Eu fiz o primário de 1949 a 1953, quando tirei o diploma, no Almirante Barros em São Judas. Na época órfão de pai, eu tinha que ir a pé; da Rua do Encontro, entre Vila do Encontro e a Cidade Vargas, andava em torno de uma hora a pé.
Isso começou quando eu tinha oito anos. Era terrível, eu não via a hora de chegar ou em casa ou na escola. Mais tarde, comecei a pegar o 12, no ponto final, e os motoristas, educadíssimos, nos deixavam na porta da escola, onde um guarda civil nos atravessava.
O regime era ditatorial. Silêncio; levantávamos quando da entrada do mestre, cantávamos o Hino Nacional, o da Bandeira, dos Expedicionários, dos Marinheiros, até do Chico Alves.

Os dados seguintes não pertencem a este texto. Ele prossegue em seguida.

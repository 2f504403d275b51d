//! Closest-city selection
//!
//! Two passes over the candidate list:
//! 1. geocode every candidate and keep those within `radius` miles of the
//!    anchor by great-circle distance;
//! 2. ask the router for the driving distance to each kept city and pick the
//!    smallest.
//!
//! Gateway failures for individual cities are logged and skipped. Only an
//! empty candidate set or a set with no routable city fails the search.
//! Candidates are visited in name order and compared with strict less-than,
//! so equal driving distances resolve to the alphabetically first city.

use crate::constants::geo::EARTH_RADIUS_MILES;
use crate::config::defaults::DEFAULT_COUNTRY_HINT;
use crate::error::{Error, Result};
use crate::gateway::{Geocoder, Router};
use crate::geo::{haversine_miles, Coordinates};
use serde::{Deserialize, Serialize};
use std::collections::{BTreeMap, HashSet};
use std::fmt;
use std::str::FromStr;
use tracing::{info, warn};

/// How candidate names are compared against the anchor
#[derive(Debug, Clone, Copy, PartialEq, Eq, Default, Serialize, Deserialize)]
#[serde(rename_all = "snake_case")]
pub enum AnchorMatch {
    /// Byte-for-byte equality
    Exact,
    /// Equality after trimming and lowercasing both sides
    #[default]
    CaseInsensitive,
}

impl AnchorMatch {
    /// Whether `candidate` names the anchor under this policy
    pub fn matches(&self, candidate: &str, anchor: &str) -> bool {
        match self {
            Self::Exact => candidate == anchor,
            Self::CaseInsensitive => {
                candidate.trim().to_lowercase() == anchor.trim().to_lowercase()
            }
        }
    }
}

impl fmt::Display for AnchorMatch {
    fn fmt(&self, f: &mut fmt::Formatter<'_>) -> fmt::Result {
        match self {
            Self::Exact => write!(f, "exact"),
            Self::CaseInsensitive => write!(f, "case_insensitive"),
        }
    }
}

impl FromStr for AnchorMatch {
    type Err = String;

    fn from_str(s: &str) -> std::result::Result<Self, Self::Err> {
        match s.to_lowercase().as_str() {
            "exact" => Ok(Self::Exact),
            "case_insensitive" | "case-insensitive" | "caseinsensitive" => {
                Ok(Self::CaseInsensitive)
            }
            _ => Err(format!("Unknown anchor match policy: {}", s)),
        }
    }
}

/// Settings that shape a search
#[derive(Debug, Clone, PartialEq)]
pub struct SelectorConfig {
    /// Sphere radius for great-circle distances
    pub earth_radius_miles: f64,
    /// Country appended to every gateway query
    pub country_hint: String,
    /// Anchor exclusion policy
    pub anchor_match: AnchorMatch,
}

impl Default for SelectorConfig {
    fn default() -> Self {
        Self {
            earth_radius_miles: EARTH_RADIUS_MILES,
            country_hint: DEFAULT_COUNTRY_HINT.to_string(),
            anchor_match: AnchorMatch::default(),
        }
    }
}

/// A city inside the radius
#[derive(Debug, Clone, Serialize, Deserialize)]
pub struct Candidate {
    pub city: String,
    pub coordinates: Coordinates,
    /// Great-circle miles from the anchor
    pub linear_distance: f64,
}

/// Driving distance obtained for a candidate
#[derive(Debug, Clone, Serialize, Deserialize)]
pub struct DrivingDistance {
    pub city: String,
    pub miles: f64,
}

/// Which pass dropped a city
#[derive(Debug, Clone, Copy, PartialEq, Eq, Serialize, Deserialize)]
#[serde(rename_all = "snake_case")]
pub enum SkipStage {
    Geocode,
    Route,
}

/// A city dropped because its gateway call failed
#[derive(Debug, Clone, Serialize, Deserialize)]
pub struct SkippedCity {
    pub city: String,
    pub stage: SkipStage,
    pub reason: String,
}

/// Everything a delivery shell needs to render a finished search
#[derive(Debug, Clone, Serialize, Deserialize)]
pub struct SearchOutcome {
    pub anchor_city: String,
    pub anchor_coordinates: Coordinates,
    pub radius: f64,
    pub closest_city: String,
    /// Driving miles from the anchor to `closest_city`
    pub driving_distance: f64,
    /// Candidate set, ordered by city name
    pub candidates: Vec<Candidate>,
    pub driving_distances: Vec<DrivingDistance>,
    #[serde(default, skip_serializing_if = "Vec::is_empty")]
    pub skipped: Vec<SkippedCity>,
}

/// Result of the straight-line pass
#[derive(Debug, Clone)]
pub struct RadiusScan {
    pub anchor_coordinates: Coordinates,
    /// Keyed by city name; every entry is within the radius
    pub candidates: BTreeMap<String, Candidate>,
    pub skipped: Vec<SkippedCity>,
}

/// Reject radii that are not strictly positive finite numbers
pub fn validate_radius(radius: f64) -> Result<()> {
    if radius.is_finite() && radius > 0.0 {
        Ok(())
    } else {
        Err(Error::InvalidRadius(format!(
            "Radius must be greater than 0, got {}",
            radius
        )))
    }
}

/// Finds the closest city by driving distance
#[derive(Debug, Clone, Default)]
pub struct Selector {
    config: SelectorConfig,
}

Sempre fui muito brincalhão e até hoje sou; então, volta e meia, tava ajoelhado no milho ou tomando palmadas na mão. Jogávamos bola, figurinha, pegador, e as meninas, amarelinha. Eu cheguei até a ser "Escoteiro do Ar", me achava muito importante, fardinha azul, com um quepe e uma faca… Me achava um soldado. Era muito gostoso.